If we look at the cluster of phenomena that Fodor and Pylyshyn emphasize in their discussion of the Classical approach - compositionality, systematicity of cognitive capacities, productivity - we can see that all these derive from one key property of Classical representation: that the semantic structure of what is represented is systematically reflected in the formal structure of the corresponding representation. This is the general property that I'll call Classical systematicity.

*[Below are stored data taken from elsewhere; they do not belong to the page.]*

use serde::{Deserialize, Serialize};
use serde_json::Value;
use std::collections::HashMap;
use std::fmt;
use std::sync::Arc;

/// Opaque handle to a value or collection held by a [`ReferenceService`].
///
/// The engine never looks inside the referenced payload. It only reads the
/// collection depth and whether the reference stands for an error.
#[derive(Debug, Clone, PartialEq, Eq, Hash, Serialize, Deserialize)]
pub struct DataRef {
    id: String,
    depth: usize,
    #[serde(default)]
    contains_errors: bool,
}

impl DataRef {
    pub fn new(id: impl Into<String>, depth: usize) -> Self {
        Self {
            id: id.into(),
            depth,
            contains_errors: false,
        }
    }

    pub fn error(id: impl Into<String>, depth: usize) -> Self {
        Self {
            id: id.into(),
            depth,
            contains_errors: true,
        }
    }

    pub fn id(&self) -> &str {
        &self.id
    }

    pub fn depth(&self) -> usize {
        self.depth
    }

    pub fn contains_errors(&self) -> bool {
        self.contains_errors
    }
}

impl fmt::Display for DataRef {
    fn fmt(&self, f: &mut fmt::Formatter<'_>) -> fmt::Result {
        write!(f, "{}@{}", self.id, self.depth)?;
        if self.contains_errors {
            write!(f, "!")?;
        }
        Ok(())
    }
}

/// Registers and resolves data on behalf of activities and dispatch layers.
pub trait ReferenceService: Send + Sync {
    /// Stores a value and returns a new reference to it.
    fn register(&self, value: Value, depth: usize) -> DataRef;

    /// Stores an error placeholder derived from `causes` and returns its reference.
    fn register_error(&self, depth: usize, message: &str, causes: &[DataRef]) -> DataRef;

    /// Looks up the value behind a reference.
    fn resolve(&self, reference: &DataRef) -> Option<Value>;
}

/// Opaque per-invocation context threaded through jobs and results.
#[derive(Clone)]
pub struct InvocationContext {
    reference_service: Arc<dyn ReferenceService>,
    properties: Arc<HashMap<String, Value>>,
}

impl InvocationContext {
    pub fn new(reference_service: Arc<dyn ReferenceService>) -> Self {
        Self {
            reference_service,
            properties: Arc::new(HashMap::new()),
        }
    }

    pub fn with_property(mut self, key: impl Into<String>, value: Value) -> Self {
        Arc::make_mut(&mut self.properties).insert(key.into(), value);
        self
    }

    pub fn reference_service(&self) -> &Arc<dyn ReferenceService> {
        &self.reference_service
    }

    pub fn property(&self, key: &str) -> Option<&Value> {
        self.properties.get(key)
    }
}

impl fmt::Debug for InvocationContext {
    fn fmt(&self, f: &mut fmt::Formatter<'_>) -> fmt::Result {
        f.debug_struct("InvocationContext")
            .field("properties", &self.properties)
            .finish_non_exhaustive()
    }
}
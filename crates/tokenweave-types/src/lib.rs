pub mod activity;
pub mod data_ref;
pub mod index;

pub use activity::{
    Activity, ActivityCallback, ActivityEvent, ActivityReceiver, FailureKind, PortSpec,
};
pub use data_ref::{DataRef, InvocationContext, ReferenceService};
pub use index::IndexArray;
//! Monitoring properties exposed by stateful dispatch layers.

use chrono::{DateTime, Utc};
use serde::Serialize;

pub const PARALLELIZE_QUEUE_SIZE: &str = "dispatch:parallelize:queuesize";
pub const PARALLELIZE_SENT_JOBS: &str = "dispatch:parallelize:sentjobs";
pub const PARALLELIZE_COMPLETED_JOBS: &str = "dispatch:parallelize:completedjobs";
pub const ERROR_BOUNCE_REFLECTED: &str = "dispatch:errorbounce:reflected";
pub const ERROR_BOUNCE_TRANSLATED: &str = "dispatch:errorbounce:translated";
pub const LOOP_ACTIVE: &str = "dispatch:loop:active";

/// Named numeric property of one owning process.
#[derive(Debug, Clone, PartialEq, Serialize)]
pub struct MonitorProperty {
    pub name: String,
    pub value: i64,
    pub last_modified: DateTime<Utc>,
}

impl MonitorProperty {
    pub fn new(name: impl Into<String>, value: i64, last_modified: DateTime<Utc>) -> Self {
        Self {
            name: name.into(),
            value,
            last_modified,
        }
    }
}

/// Finds a property by name in a snapshot.
pub fn find_property<'a>(properties: &'a [MonitorProperty], name: &str) -> Option<&'a MonitorProperty> {
    properties.iter().find(|p| p.name == name)
}
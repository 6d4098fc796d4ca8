pub mod events;
pub mod monitor;
pub mod process_map;
pub mod reference;
pub mod tree_cache;

pub use events::{
    Completion, DispatchOutput, ErrorEvent, IterationEvent, Job, JobQueueEvent, JobQueueHandle,
    ResultEvent,
};
pub use monitor::MonitorProperty;
pub use process_map::{ProcessStateMap, DEFAULT_GRACE_PERIOD};
pub use reference::InMemoryReferenceService;
pub use tree_cache::TreeCache;
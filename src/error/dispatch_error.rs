use thiserror::Error;

/// Structural dispatch errors.
///
/// These indicate a misconfigured stack or a bug in a collaborator, never a
/// problem with workflow data. Data problems travel as error events instead.
#[derive(Debug, Clone, Error)]
pub enum DispatchError {
    #[error("Unknown owning process: {0}")]
    UnknownProcess(String),
    #[error("No layer below {layer}")]
    NoLayerBelow { layer: String },
    #[error("Layer {layer} cannot handle {event}")]
    UnsupportedEvent { layer: String, event: String },
    #[error("Configuration error: {0}")]
    Configuration(String),
    #[error("Invalid stack configuration: {0}")]
    InvalidConfig(String),
}
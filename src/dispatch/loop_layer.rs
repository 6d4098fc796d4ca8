//! Re-submits a job while a condition activity says so.
//!
//! Every job is recorded by `(owning process, index)`. After (or, without
//! `run_first`, before) each invocation the condition activity runs on a
//! spawned task; its `"loop"` output decides between another round with the
//! original inputs and releasing the last outgoing event.

use chrono::{DateTime, Utc};
use parking_lot::Mutex;
use serde_json::Value;
use std::collections::HashMap;
use std::sync::Arc;
use std::time::Duration;

use tokenweave_types::{
    Activity, ActivityCallback, ActivityEvent, DataRef, FailureKind, IndexArray, InvocationContext,
};

use crate::core::events::{Completion, ErrorEvent, Job, ResultEvent};
use crate::core::monitor::{MonitorProperty, LOOP_ACTIVE};
use crate::core::process_map::ProcessStateMap;
use crate::error::{DispatchError, DispatchResult};

use super::config::LoopConfig;
use super::layer::{DispatchLayer, LayerContext};

/// Name of the condition output port that decides whether to loop.
pub const LOOP_PORT: &str = "loop";

#[derive(Debug, Clone)]
enum Outgoing {
    Result(ResultEvent),
    Completion(Completion),
}

#[derive(Debug)]
struct LoopEntry {
    job: Job,
    outgoing: Option<Outgoing>,
    iterations: usize,
}

#[derive(Debug)]
struct LoopState {
    entries: HashMap<IndexArray, LoopEntry>,
    last_modified: DateTime<Utc>,
}

impl LoopState {
    fn new() -> Self {
        Self {
            entries: HashMap::new(),
            last_modified: Utc::now(),
        }
    }

    fn touch(&mut self) {
        self.last_modified = Utc::now();
    }
}

type LoopStates = ProcessStateMap<Mutex<LoopState>>;

struct ConditionFailure {
    message: String,
    kind: FailureKind,
}

impl ConditionFailure {
    fn new(message: impl Into<String>, kind: FailureKind) -> Self {
        Self {
            message: message.into(),
            kind,
        }
    }
}

struct ConditionOutcome {
    should_loop: bool,
    outputs: HashMap<String, DataRef>,
}

/// Shared with the condition tasks.
#[derive(Clone)]
struct LoopShared {
    condition: Option<Arc<dyn Activity>>,
    states: Arc<LoopStates>,
    max_iterations: usize,
}

pub struct Loop {
    run_first: bool,
    shared: LoopShared,
}

impl Loop {
    pub fn new(config: LoopConfig, condition: Option<Arc<dyn Activity>>, grace_period: Duration) -> Self {
        Self {
            run_first: config.run_first,
            shared: LoopShared {
                condition,
                states: Arc::new(ProcessStateMap::new(grace_period)),
                max_iterations: config.max_iterations,
            },
        }
    }

    fn record(&self, job: &Job) {
        let state = self
            .shared
            .states
            .get_or_insert_with(&job.owning_process, || Mutex::new(LoopState::new()));
        let mut state = state.lock();
        state.entries.insert(
            job.index.clone(),
            LoopEntry {
                job: job.clone(),
                outgoing: None,
                iterations: 0,
            },
        );
        state.touch();
    }

    /// Stores `outgoing` for its index and returns the condition inputs, or
    /// `None` when the index is not looping here.
    fn hold(&self, owning_process: &str, index: &IndexArray, outgoing: Outgoing) -> Option<HashMap<String, DataRef>> {
        let state = self.shared.states.get(owning_process)?;
        let mut state = state.lock();
        let entry = state.entries.get_mut(index)?;
        let mut inputs = entry.job.data.clone();
        if let Outgoing::Result(result) = &outgoing {
            inputs.extend(result.data.iter().map(|(k, v)| (k.clone(), v.clone())));
        }
        entry.outgoing = Some(outgoing);
        state.touch();
        Some(inputs)
    }
}

impl LoopShared {
    fn spawn_condition(
        &self,
        ctx: &LayerContext,
        owning_process: &str,
        index: &IndexArray,
        context: &InvocationContext,
        inputs: HashMap<String, DataRef>,
    ) -> DispatchResult<()> {
        let handle = tokio::runtime::Handle::try_current().map_err(|_| {
            DispatchError::Configuration("loop condition requires a tokio runtime".to_string())
        })?;
        let shared = self.clone();
        let ctx = ctx.clone();
        let owning_process = owning_process.to_string();
        let index = index.clone();
        let context = context.clone();
        handle.spawn(async move {
            let outcome = shared.evaluate(inputs, context).await;
            if let Err(e) = shared.decide(&ctx, &owning_process, &index, outcome) {
                tracing::error!(
                    owning_process = %owning_process,
                    index = %index,
                    error = %e,
                    "loop decision could not be delivered"
                );
            }
        });
        Ok(())
    }

    async fn evaluate(
        &self,
        inputs: HashMap<String, DataRef>,
        context: InvocationContext,
    ) -> Result<ConditionOutcome, ConditionFailure> {
        let condition = self.condition.clone().ok_or_else(|| {
            ConditionFailure::new("loop has no condition activity", FailureKind::ConfigurationFailure)
        })?;
        let declared = condition.input_ports();
        let inputs: HashMap<String, DataRef> = if declared.is_empty() {
            inputs
        } else {
            inputs
                .into_iter()
                .filter(|(port, _)| declared.iter().any(|spec| &spec.name == port))
                .collect()
        };

        let references = context.reference_service().clone();
        let (callback, mut rx) = ActivityCallback::channel(context);
        condition.invoke(inputs, callback).await;

        let mut outputs = None;
        while let Some(event) = rx.recv().await {
            match event {
                ActivityEvent::Result { data, index } if index.is_empty() => {
                    outputs = Some(data);
                }
                ActivityEvent::Result { .. } | ActivityEvent::Completion { .. } => {}
                ActivityEvent::Failure { message, cause, kind } => {
                    let message = match cause {
                        Some(cause) => format!("loop condition {} failed: {} ({})", condition.name(), message, cause),
                        None => format!("loop condition {} failed: {}", condition.name(), message),
                    };
                    return Err(ConditionFailure::new(message, kind));
                }
            }
        }

        let outputs = outputs.ok_or_else(|| {
            ConditionFailure::new(
                format!("loop condition {} produced no result", condition.name()),
                FailureKind::InvocationFailure,
            )
        })?;
        let flag = outputs.get(LOOP_PORT).ok_or_else(|| {
            ConditionFailure::new(
                format!("loop condition {} has no '{}' output", condition.name(), LOOP_PORT),
                FailureKind::InvocationFailure,
            )
        })?;
        if flag.depth() != 0 {
            return Err(ConditionFailure::new(
                format!("'{}' output has depth {}, expected 0", LOOP_PORT, flag.depth()),
                FailureKind::InvocationFailure,
            ));
        }
        let should_loop = match references.resolve(flag) {
            Some(Value::Bool(flag)) => flag,
            Some(Value::String(text)) => text.trim().eq_ignore_ascii_case("true"),
            other => {
                return Err(ConditionFailure::new(
                    format!("'{}' output is not a boolean: {:?}", LOOP_PORT, other),
                    FailureKind::InvocationFailure,
                ))
            }
        };
        Ok(ConditionOutcome {
            should_loop,
            outputs,
        })
    }

    fn decide(
        &self,
        ctx: &LayerContext,
        owning_process: &str,
        index: &IndexArray,
        outcome: Result<ConditionOutcome, ConditionFailure>,
    ) -> DispatchResult<()> {
        let Some(state) = self.states.get(owning_process) else {
            tracing::debug!(owning_process = %owning_process, "loop state already released");
            return Ok(());
        };
        let mut guard = state.lock();
        let Some(mut entry) = guard.entries.remove(index) else {
            return Ok(());
        };
        guard.touch();

        let outcome = match outcome {
            Ok(outcome) => outcome,
            Err(failure) => {
                drop(guard);
                return self.fail(ctx, &entry.job, failure);
            }
        };

        if outcome.should_loop {
            if entry.iterations >= self.max_iterations {
                drop(guard);
                tracing::warn!(
                    owning_process = %owning_process,
                    index = %index,
                    iterations = entry.iterations,
                    "loop iteration cap reached"
                );
                let failure = ConditionFailure::new(
                    format!("loop exceeded {} iterations", self.max_iterations),
                    FailureKind::InvocationFailure,
                );
                return self.fail(ctx, &entry.job, failure);
            }
            entry.iterations += 1;
            entry.outgoing = None;
            let mut data = entry.job.data.clone();
            data.extend(
                outcome
                    .outputs
                    .into_iter()
                    .filter(|(port, _)| port != LOOP_PORT),
            );
            let next = entry.job.derive(index.clone(), data);
            tracing::debug!(
                owning_process = %owning_process,
                index = %index,
                iteration = entry.iterations,
                "loop condition true, resubmitting"
            );
            guard.entries.insert(index.clone(), entry);
            drop(guard);
            return ctx.push_down_job(next);
        }

        drop(guard);
        match entry.outgoing {
            Some(Outgoing::Result(result)) => ctx.push_up_result(result),
            Some(Outgoing::Completion(completion)) => ctx.push_up_completion(completion),
            None => {
                let failure = ConditionFailure::new(
                    "loop condition was false before the first invocation",
                    FailureKind::InvocationFailure,
                );
                self.fail(ctx, &entry.job, failure)
            }
        }
    }

    fn fail(&self, ctx: &LayerContext, job: &Job, failure: ConditionFailure) -> DispatchResult<()> {
        tracing::debug!(
            owning_process = %job.owning_process,
            index = %job.index,
            message = %failure.message,
            "loop terminated by failure"
        );
        let mut error = ErrorEvent::new(
            job.owning_process.clone(),
            job.index.clone(),
            failure.message,
            failure.kind,
            job.context.clone(),
        );
        if let Some(condition) = &self.condition {
            error = error.with_activity(condition.name());
        }
        ctx.push_up_error(error)
    }
}

impl DispatchLayer for Loop {
    fn name(&self) -> &str {
        "loop"
    }

    fn receive_job(&self, ctx: &LayerContext, job: Job) -> DispatchResult<()> {
        self.record(&job);
        if self.run_first {
            return ctx.push_down_job(job);
        }
        let inputs = job.data.clone();
        self.shared
            .spawn_condition(ctx, &job.owning_process, &job.index, &job.context, inputs)
    }

    fn receive_result(&self, ctx: &LayerContext, result: ResultEvent) -> DispatchResult<()> {
        if result.streaming {
            return ctx.push_up_result(result);
        }
        match self.hold(&result.owning_process, &result.index, Outgoing::Result(result.clone())) {
            Some(inputs) => self.shared.spawn_condition(
                ctx,
                &result.owning_process,
                &result.index,
                &result.context,
                inputs,
            ),
            None => ctx.push_up_result(result),
        }
    }

    fn receive_result_completion(&self, ctx: &LayerContext, completion: Completion) -> DispatchResult<()> {
        match self.hold(
            &completion.owning_process,
            &completion.index,
            Outgoing::Completion(completion.clone()),
        ) {
            Some(inputs) => self.shared.spawn_condition(
                ctx,
                &completion.owning_process,
                &completion.index,
                &completion.context,
                inputs,
            ),
            None => ctx.push_up_completion(completion),
        }
    }

    fn receive_error(&self, ctx: &LayerContext, error: ErrorEvent) -> DispatchResult<()> {
        if let Some(state) = self.shared.states.get(&error.owning_process) {
            let mut state = state.lock();
            if state.entries.remove(&error.index).is_some() {
                state.touch();
            }
        }
        ctx.push_up_error(error)
    }

    fn finished_with(&self, owning_process: &str) {
        self.shared.states.finished_with(owning_process);
    }

    fn monitor_properties(&self, owning_process: &str) -> Vec<MonitorProperty> {
        match self.shared.states.get(owning_process) {
            Some(state) => {
                let state = state.lock();
                vec![MonitorProperty::new(
                    LOOP_ACTIVE,
                    state.entries.len() as i64,
                    state.last_modified,
                )]
            }
            None => Vec::new(),
        }
    }
}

e.g. look at [example and explanation]. we can see how this systematicity of representation immediately buys the phenomena we were talking about, and most importantly of all, it buys a systematicity of functional role. Representations that have a relevantly similar semantic structure, will, by virtue of their systematic form, play a relevantly similar functional role. So the propositions "John loves Bill" and "John loves Mary" will play similar functional roles within the system, with any differences being a systematic reflection of the difference in one constituent; and these two propositions will play an entirely different functional role to that played by a proposition such as "The quarterback fainted last Saturday."
This is guaranteed precisely by the complex internal structure in each representation. If the representations were structurally atomic, any such systematicity of functional role would have to be arbitrarily imposed by external rules.
It's difficult to overemphasize the power of this idea, and it's been been at the root of much of the last century's work in formal logic and AI.
are there semantic primitives?
classical atomic representations lack any internal structure
so there is no reflection of semantic similarity among such representations
inferences performed on such atomic representations are therefore quite unsystematic.
consequences include the well-known brittleness of symbolic AI models.
Reason: internal structure of a classical representation reflects at best the compositional properties of what is represented. but there are a lot more semantic properties out there.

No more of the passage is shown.